*Your task*
Search the material for the string "rest", then show every line where it turns up.

=== Begin Enclosure ===

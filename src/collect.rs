//! Draining a transport stream into lines.

use std::io::{BufRead, BufReader, Read};

/// Reads `reader` to end of stream and returns its lines.
///
/// A non-zero `buffer_size` reads line by line through a buffer of that
/// capacity; zero accumulates everything and splits at the end. Both modes
/// trim every line and yield the same sequence for the same input. A single
/// trailing empty line (left by a terminal line break) is dropped.
///
/// A read error, typically the read timeout expiring, ends collection and
/// keeps whatever was received.
pub fn collect_lines<R: Read>(reader: R, buffer_size: usize) -> Vec<String> {
    let mut lines = if buffer_size > 0 {
        read_buffered(reader, buffer_size)
    } else {
        read_unbuffered(reader)
    };

    if lines.last().is_some_and(String::is_empty) {
        lines.pop();
    }
    lines
}

fn read_buffered<R: Read>(reader: R, buffer_size: usize) -> Vec<String> {
    let mut reader = BufReader::with_capacity(buffer_size, reader);
    let mut lines = Vec::new();
    let mut buf = Vec::with_capacity(buffer_size);

    loop {
        buf.clear();
        match reader.read_until(b'\n', &mut buf) {
            Ok(0) => {
                // The remainder after the last line break, as split yields it.
                lines.push(String::new());
                break;
            }
            Ok(_) => {
                lines.push(decode_line(&buf));
                if buf.last() != Some(&b'\n') {
                    break;
                }
            }
            Err(e) => {
                tracing::warn!(error = %e, lines = lines.len(), "Read interrupted, keeping partial response");
                if !buf.is_empty() {
                    lines.push(decode_line(&buf));
                }
                break;
            }
        }
    }
    lines
}

fn read_unbuffered<R: Read>(mut reader: R) -> Vec<String> {
    let mut raw = Vec::new();
    if let Err(e) = reader.read_to_end(&mut raw) {
        tracing::warn!(error = %e, bytes = raw.len(), "Read interrupted, keeping partial response");
    }
    raw.split(|b| *b == b'\n').map(decode_line).collect()
}

fn decode_line(bytes: &[u8]) -> String {
    String::from_utf8_lossy(bytes).trim().to_string()
}

#[cfg(test)]
mod tests {
    use super::*;

    fn both(input: &str) -> (Vec<String>, Vec<String>) {
        (
            collect_lines(input.as_bytes(), 255),
            collect_lines(input.as_bytes(), 0),
        )
    }

    #[test]
    fn drops_single_trailing_blank() {
        let (buffered, unbuffered) = both("Domain: example.com\r\nStatus: ok\r\n");
        assert_eq!(buffered, vec!["Domain: example.com", "Status: ok"]);
        assert_eq!(buffered, unbuffered);
    }

    #[test]
    fn keeps_unterminated_last_line() {
        let (buffered, unbuffered) = both("a\nb");
        assert_eq!(buffered, vec!["a", "b"]);
        assert_eq!(buffered, unbuffered);
    }

    #[test]
    fn only_one_blank_is_dropped() {
        let (buffered, unbuffered) = both("a\n\n");
        assert_eq!(buffered, vec!["a", ""]);
        assert_eq!(buffered, unbuffered);
    }

    #[test]
    fn interior_blank_lines_are_kept() {
        let (buffered, unbuffered) = both("a\n\n  b  \n");
        assert_eq!(buffered, vec!["a", "", "b"]);
        assert_eq!(buffered, unbuffered);
    }

    #[test]
    fn empty_stream_yields_nothing() {
        let (buffered, unbuffered) = both("");
        assert!(buffered.is_empty());
        assert!(unbuffered.is_empty());
    }

    #[test]
    fn lines_longer_than_buffer_are_not_split() {
        let long = "x".repeat(600);
        let input = format!("{long}\nshort\n");
        let lines = collect_lines(input.as_bytes(), 16);
        assert_eq!(lines, vec![long.as_str(), "short"]);
    }

    #[test]
    fn invalid_utf8_is_replaced() {
        let lines = collect_lines(&b"caf\xe9\n"[..], 255);
        assert_eq!(lines, vec!["caf\u{fffd}"]);
    }
}
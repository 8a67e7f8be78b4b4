//! Conversion of HTML gateway pages to plain text lines.

use regex::Regex;
use std::sync::LazyLock;

const PRE_OPEN: &str = "<pre>";
const PRE_CLOSE: &str = "</pre>";

static LINE_BREAK_TAGS: LazyLock<Regex> = LazyLock::new(|| {
    Regex::new(r"(?i)<br\s*/?>|<p(\s[^>]*)?>|</title>|</h[1-3]>")
        .expect("Failed to compile line break pattern - this is a bug")
});

static TABLE_ROW: LazyLock<Regex> = LazyLock::new(|| {
    Regex::new(r"(?i)<tr").expect("Failed to compile table row pattern - this is a bug")
});

static TABLE_CELL: LazyLock<Regex> = LazyLock::new(|| {
    Regex::new(r"(?i)<td").expect("Failed to compile table cell pattern - this is a bug")
});

static ANY_TAG: LazyLock<Regex> = LazyLock::new(|| {
    Regex::new(r"<[^>]*>").expect("Failed to compile tag pattern - this is a bug")
});

/// Converts an HTML page into pseudo-plain-text lines.
///
/// Text inside `<pre>` keeps its line structure. Outside it, source lines
/// are joined and only block-level tags (`<br>`, `<p>`, heading and title
/// closers, table rows) start new lines. All other tags are stripped.
/// Lines are trimmed, leading and trailing blank lines are dropped and
/// runs of blank lines are collapsed to two.
///
/// ```
/// use whois_client::html_to_lines;
///
/// let lines = html_to_lines("<p>A</p><pre>B\nC</pre>D");
/// assert_eq!(lines, vec!["A", "B", "C", "D"]);
/// ```
#[must_use]
pub fn html_to_lines(body: &str) -> Vec<String> {
    let text = flatten_preformatted(body);

    let text = LINE_BREAK_TAGS.replace_all(&text, "\n");
    let text = TABLE_ROW.replace_all(&text, "\n<tr");
    let text = TABLE_CELL.replace_all(&text, " <td");
    let text = text.replace("&nbsp;", " ");
    let text = ANY_TAG.replace_all(&text, "");

    collapse_blank_lines(text.split('\n'))
}

/// Joins source lines, keeping line breaks only inside `<pre>` blocks.
fn flatten_preformatted(body: &str) -> String {
    let mut out = String::with_capacity(body.len());
    let mut in_pre = false;

    for line in body.lines() {
        let mut rest = line.trim();
        if !in_pre && !out.is_empty() && !out.ends_with('\n') {
            out.push(' ');
        }

        loop {
            let marker = if in_pre { PRE_CLOSE } else { PRE_OPEN };
            match find_ignore_case(rest, marker) {
                Some(pos) => {
                    out.push_str(&rest[..pos]);
                    out.push('\n');
                    rest = &rest[pos + marker.len()..];
                    in_pre = !in_pre;
                }
                None => break,
            }
        }

        out.push_str(rest);
        if in_pre {
            out.push('\n');
        }
    }
    out
}

fn find_ignore_case(haystack: &str, needle: &str) -> Option<usize> {
    haystack.to_ascii_lowercase().find(needle)
}

fn collapse_blank_lines<'a>(lines: impl Iterator<Item = &'a str>) -> Vec<String> {
    let mut out: Vec<String> = Vec::new();
    let mut blanks = 0;

    for line in lines.map(str::trim) {
        if line.is_empty() {
            blanks += 1;
            if out.is_empty() || blanks > 2 {
                continue;
            }
        } else {
            blanks = 0;
        }
        out.push(line.to_string());
    }

    while out.last().is_some_and(String::is_empty) {
        out.pop();
    }
    out
}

=== End Enclosure ===

*Answer section*
        let mut rest = line.trim();
            match find_ignore_case(rest, marker) {
                    out.push_str(&rest[..pos]);
                    rest = &rest[pos + marker.len()..];
        out.push_str(rest);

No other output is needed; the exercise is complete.